Here’s how he does it:
Tips and Hints for Filet Mignon Grilled
- The Filet Mignon is so tender that it should never be over-cooked. Rare to medium-rare is best. Longer cooking renders it less tender and dry.
- Use a dry, high heat method such as broiling, roasting, pan-frying or (as we prefer) grilling for this tender cut.
- Don’t cut into the Filet Mignon to check doneness because it lets precious juice escape. Use the touch method. Press the meat. If it feels soft and mushy and leaves an imprint, it is rare. If it is soft, but slightly resilient, it is medium-rare. The minute it begins to feel firm, it is overdone.
- Since the tenderloin has no surrounding fat tissue, it is often wrapped in a layer of fat (called barding), such as bacon, to keep it from drying out. The barding adds flavor but it also adds fat!
- To ensure even cooking when roasting the whole tenderloin, the small end should be tucked up and tied or trimmed for other use.

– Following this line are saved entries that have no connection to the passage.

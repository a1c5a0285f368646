//! Per-demo wiring: which widgets exist, which canvas controls and native
//! inputs pair with them, which gesture the demo speaks, and how the flat
//! parameter vector is laid out for the engine.
//!
//! Everything here is declarative data handed to `DemoPage`; the behavior
//! all lives in the core crate. Native input element ids follow the
//! `{demo}-{param}` convention of the gallery markup.

use agg_gallery::{
    ActionId, Bounds, Ctrl, CtrlKind, CtrlRegistry, ParamStore, ParamVec, Point, Value, WidgetId,
    YAxis,
};

pub const NAMES: [&str; 6] = [
    "lion",
    "aa_demo",
    "bezier_div",
    "gradient_focal",
    "rasterizers",
    "circles",
];

/// The free-form gesture a demo binds beside its canvas controls.
#[derive(Debug, Clone, Copy)]
pub enum Gesture {
    None,
    /// Drag the nearest point of `Demo::points` (optionally the whole set).
    VertexDrag { threshold: f64, drag_all: bool },
    /// Primary-button drag writes angle/scale, secondary writes raw skew
    /// coordinates.
    RotateScale {
        angle: WidgetId,
        scale: WidgetId,
        skew_x: WidgetId,
        skew_y: WidgetId,
    },
    /// Primary-button drag moves a focal point, through the engine's
    /// screen-to-shape mapping.
    Focal { x: WidgetId, y: WidgetId },
}

/// Native input pairing for one widget.
pub enum PanelKind {
    Number(&'static str),
    Flag(&'static str),
    /// One radio input id per choice, in index order.
    Choice(Vec<&'static str>),
}

pub struct PanelBinding {
    pub widget: WidgetId,
    pub kind: PanelKind,
}

/// Everything the page needs to run one demo.
pub struct Demo {
    pub name: &'static str,
    pub width: u32,
    pub height: u32,
    /// Coordinate convention of the demo's own geometry (vertex lists,
    /// focal points). Canvas controls always live in top-left pointer
    /// space regardless.
    pub y_axis: YAxis,
    pub registry: CtrlRegistry,
    /// Widget order of the parameter vector; points are appended after.
    pub param_widgets: Vec<WidgetId>,
    pub points: Vec<Point>,
    /// Resolve vertex grabs through the engine's `pick_vertex` instead of
    /// local distance scanning.
    pub engine_pick: bool,
    pub pick_radius: f64,
    pub gesture: Gesture,
    pub panel: Vec<PanelBinding>,
    /// Button actions: widget defaults restored when the button fires.
    pub actions: Vec<Vec<(WidgetId, Value)>>,
    /// Per-frame advance for animated demos; checked against its own flag
    /// widget inside.
    pub tick: Option<fn(&mut ParamStore, &Demo, f64)>,
}

impl Demo {
    /// Rebuild the flat parameter vector from current state. Called fresh
    /// on every redraw; never cached, never diffed.
    pub fn build_params(&self, store: &ParamStore) -> Vec<f64> {
        let mut params = ParamVec::new();
        for &w in &self.param_widgets {
            params = match store.get(w) {
                Value::Number(v) => params.push(v),
                Value::Flag(v) => params.push_flag(v),
                Value::Choice(v) => params.push_choice(v),
            };
        }
        params.extend_points(&self.points).build()
    }
}

/// Construct the named demo's wiring, registering its widgets in `store`.
pub fn build(name: &str, store: &mut ParamStore) -> Option<Demo> {
    match name {
        "lion" => Some(lion(store)),
        "aa_demo" => Some(aa_demo(store)),
        "bezier_div" => Some(bezier_div(store)),
        "gradient_focal" => Some(gradient_focal(store)),
        "rasterizers" => Some(rasterizers(store)),
        "circles" => Some(circles(store)),
        _ => None,
    }
}

fn slider(b: Bounds, min: f64, max: f64, widget: WidgetId, label: &str) -> Ctrl {
    Ctrl::new(b, CtrlKind::Slider { min, max, widget }, label)
}

/// The classic lion: left drag rotates and scales around the canvas
/// center, right drag skews, a slider fades alpha.
/// Params: [angle, scale, skew_x, skew_y, alpha].
fn lion(store: &mut ParamStore) -> Demo {
    let angle = store.define_number(0.0);
    let scale = store.define_number(1.0);
    let skew_x = store.define_number(0.0);
    let skew_y = store.define_number(0.0);
    let alpha = store.define_number(255.0);

    let mut registry = CtrlRegistry::new();
    registry.add(slider(Bounds::new(5.0, 5.0, 150.0, 12.0), 0.0, 255.0, alpha, "alpha"));

    Demo {
        name: "lion",
        width: 512,
        height: 400,
        y_axis: YAxis::Down,
        registry,
        param_widgets: vec![angle, scale, skew_x, skew_y, alpha],
        points: Vec::new(),
        engine_pick: false,
        pick_radius: 0.0,
        gesture: Gesture::RotateScale {
            angle,
            scale,
            skew_x,
            skew_y,
        },
        panel: vec![PanelBinding {
            widget: alpha,
            kind: PanelKind::Number("lion-alpha"),
        }],
        actions: Vec::new(),
        tick: None,
    }
}

/// Anti-aliasing triangle: drag a corner, or the whole triangle from its
/// interior; a slider drives gamma. Params: [gamma, x0,y0, x1,y1, x2,y2].
fn aa_demo(store: &mut ParamStore) -> Demo {
    let gamma = store.define_number(1.0);

    let mut registry = CtrlRegistry::new();
    registry.add(slider(Bounds::new(120.0, 5.0, 400.0, 14.0), 0.1, 3.0, gamma, "gamma"));

    Demo {
        name: "aa_demo",
        width: 440,
        height: 330,
        y_axis: YAxis::Down,
        registry,
        param_widgets: vec![gamma],
        points: vec![
            Point::new(57.0, 60.0),
            Point::new(369.0, 170.0),
            Point::new(243.0, 310.0),
        ],
        engine_pick: false,
        pick_radius: 0.0,
        gesture: Gesture::VertexDrag {
            threshold: 10.0,
            drag_all: true,
        },
        panel: vec![PanelBinding {
            widget: gamma,
            kind: PanelKind::Number("aa_demo-gamma"),
        }],
        actions: Vec::new(),
        tick: None,
    }
}

/// Cubic curve subdivision: the four control points are engine-owned
/// geometry, so grabs resolve through `pick_vertex`.
/// Params: [width, show_points, x0,y0 .. x3,y3].
fn bezier_div(store: &mut ParamStore) -> Demo {
    let width = store.define_number(3.0);
    let show_points = store.define_flag(true);

    let mut registry = CtrlRegistry::new();
    registry.add(slider(Bounds::new(120.0, 5.0, 400.0, 14.0), 0.0, 50.0, width, "width"));
    registry.add(Ctrl::new(
        Bounds::new(10.0, 5.0, 24.0, 19.0),
        CtrlKind::Checkbox {
            widget: show_points,
        },
        "show points",
    ));

    Demo {
        name: "bezier_div",
        width: 500,
        height: 340,
        y_axis: YAxis::Down,
        registry,
        param_widgets: vec![width, show_points],
        points: vec![
            Point::new(170.0, 124.0),
            Point::new(13.0, 87.0),
            Point::new(488.0, 56.0),
            Point::new(26.0, 333.0),
        ],
        engine_pick: true,
        pick_radius: 10.0,
        gesture: Gesture::VertexDrag {
            threshold: 10.0,
            drag_all: false,
        },
        panel: vec![
            PanelBinding {
                widget: width,
                kind: PanelKind::Number("bezier_div-width"),
            },
            PanelBinding {
                widget: show_points,
                kind: PanelKind::Flag("bezier_div-points"),
            },
        ],
        actions: Vec::new(),
        tick: None,
    }
}

/// Radial gradient with a draggable focal point. The engine's device space
/// is bottom-left, so the gesture maps with a flipped y and the frame is
/// re-oriented before blitting. Params: [fx, fy, extended].
fn gradient_focal(store: &mut ParamStore) -> Demo {
    let fx = store.define_number(200.0);
    let fy = store.define_number(150.0);
    let extended = store.define_flag(false);

    let mut registry = CtrlRegistry::new();
    registry.add(Ctrl::new(
        Bounds::new(10.0, 10.0, 24.0, 24.0),
        CtrlKind::Checkbox { widget: extended },
        "extended radius",
    ));

    Demo {
        name: "gradient_focal",
        width: 400,
        height: 320,
        y_axis: YAxis::Up,
        registry,
        param_widgets: vec![fx, fy, extended],
        points: Vec::new(),
        engine_pick: false,
        pick_radius: 0.0,
        gesture: Gesture::Focal { x: fx, y: fy },
        panel: vec![
            PanelBinding {
                widget: fx,
                kind: PanelKind::Number("gradient_focal-x"),
            },
            PanelBinding {
                widget: fy,
                kind: PanelKind::Number("gradient_focal-y"),
            },
            PanelBinding {
                widget: extended,
                kind: PanelKind::Flag("gradient_focal-extended"),
            },
        ],
        actions: Vec::new(),
        tick: None,
    }
}

/// Scanline rasterizer comparison: radio group picks the method, a
/// dual-handle scale control bounds the coverage window, a checkbox fills,
/// and a button restores the defaults.
/// Params: [method, low, high, fill].
fn rasterizers(store: &mut ParamStore) -> Demo {
    let method = store.define_choice(0);
    let low = store.define_number(0.25);
    let high = store.define_number(0.75);
    let fill = store.define_flag(true);

    let mut registry = CtrlRegistry::new();
    registry.add(Ctrl::new(
        Bounds::new(10.0, 10.0, 130.0, 90.0),
        CtrlKind::RadioGroup {
            items: 4,
            widget: method,
        },
        "method",
    ));
    registry.add(Ctrl::new(
        Bounds::new(10.0, 104.0, 210.0, 112.0),
        CtrlKind::Scale {
            min: 0.0,
            max: 1.0,
            min_gap: 0.05,
            low,
            high,
        },
        "window",
    ));
    registry.add(Ctrl::new(
        Bounds::new(10.0, 126.0, 24.0, 140.0),
        CtrlKind::Checkbox { widget: fill },
        "fill",
    ));
    registry.add(Ctrl::new(
        Bounds::new(10.0, 150.0, 70.0, 170.0),
        CtrlKind::Button {
            action: ActionId(0),
        },
        "reset",
    ));

    Demo {
        name: "rasterizers",
        width: 500,
        height: 330,
        y_axis: YAxis::Down,
        registry,
        param_widgets: vec![method, low, high, fill],
        points: Vec::new(),
        engine_pick: false,
        pick_radius: 0.0,
        gesture: Gesture::None,
        panel: vec![
            PanelBinding {
                widget: method,
                kind: PanelKind::Choice(vec![
                    "rasterizers-m0",
                    "rasterizers-m1",
                    "rasterizers-m2",
                    "rasterizers-m3",
                ]),
            },
            PanelBinding {
                widget: low,
                kind: PanelKind::Number("rasterizers-low"),
            },
            PanelBinding {
                widget: high,
                kind: PanelKind::Number("rasterizers-high"),
            },
            PanelBinding {
                widget: fill,
                kind: PanelKind::Flag("rasterizers-fill"),
            },
        ],
        actions: vec![vec![
            (method, Value::Choice(0)),
            (low, Value::Number(0.25)),
            (high, Value::Number(0.75)),
            (fill, Value::Flag(true)),
        ]],
        tick: None,
    }
}

fn circles_tick(store: &mut ParamStore, demo: &Demo, dt_ms: f64) {
    // param_widgets = [size, animate, spin]
    let animate = demo.param_widgets[1];
    let spin = demo.param_widgets[2];
    if store.flag(animate) {
        store.set_number(spin, store.number(spin) + dt_ms * 0.06);
    }
}

/// Bouncing circles: a size slider plus an animate checkbox driving a
/// self-rescheduling frame callback. Params: [size, animate, spin].
fn circles(store: &mut ParamStore) -> Demo {
    let size = store.define_number(20.0);
    let animate = store.define_flag(false);
    let spin = store.define_number(0.0);

    let mut registry = CtrlRegistry::new();
    registry.add(slider(Bounds::new(120.0, 5.0, 400.0, 14.0), 1.0, 100.0, size, "size"));
    registry.add(Ctrl::new(
        Bounds::new(10.0, 5.0, 24.0, 19.0),
        CtrlKind::Checkbox { widget: animate },
        "animate",
    ));

    Demo {
        name: "circles",
        width: 440,
        height: 330,
        y_axis: YAxis::Down,
        registry,
        param_widgets: vec![size, animate, spin],
        points: Vec::new(),
        engine_pick: false,
        pick_radius: 0.0,
        gesture: Gesture::None,
        panel: vec![
            PanelBinding {
                widget: size,
                kind: PanelKind::Number("circles-size"),
            },
            PanelBinding {
                widget: animate,
                kind: PanelKind::Flag("circles-animate"),
            },
        ],
        actions: Vec::new(),
        tick: Some(circles_tick),
    }
}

Also called the tenderloin, this is the most tender cut of beef and is also arguably the most desirable and therefore the most expensive. The average steer or heifer provides no more than 1.8-2.8 kg (4-6 pounds) of it (which is one reason it can be so expensive). Because the muscle is not weight-bearing, it contains less connective tissue, which makes it tender.
Fresh Veggie Salad:
A wonderful side for your filet mignon grilled or cooked otherwise is an abundant veggie salad. I say abundant because it’s important to use a wide variety of vegetables for a truly healthy salad. Here we have used:
- Iceberg Lettuce
- Green Bell Peppers*
- Red Onion
* We often also use Red and Yellow Bell Peppers however price is a consideration when it’s off season!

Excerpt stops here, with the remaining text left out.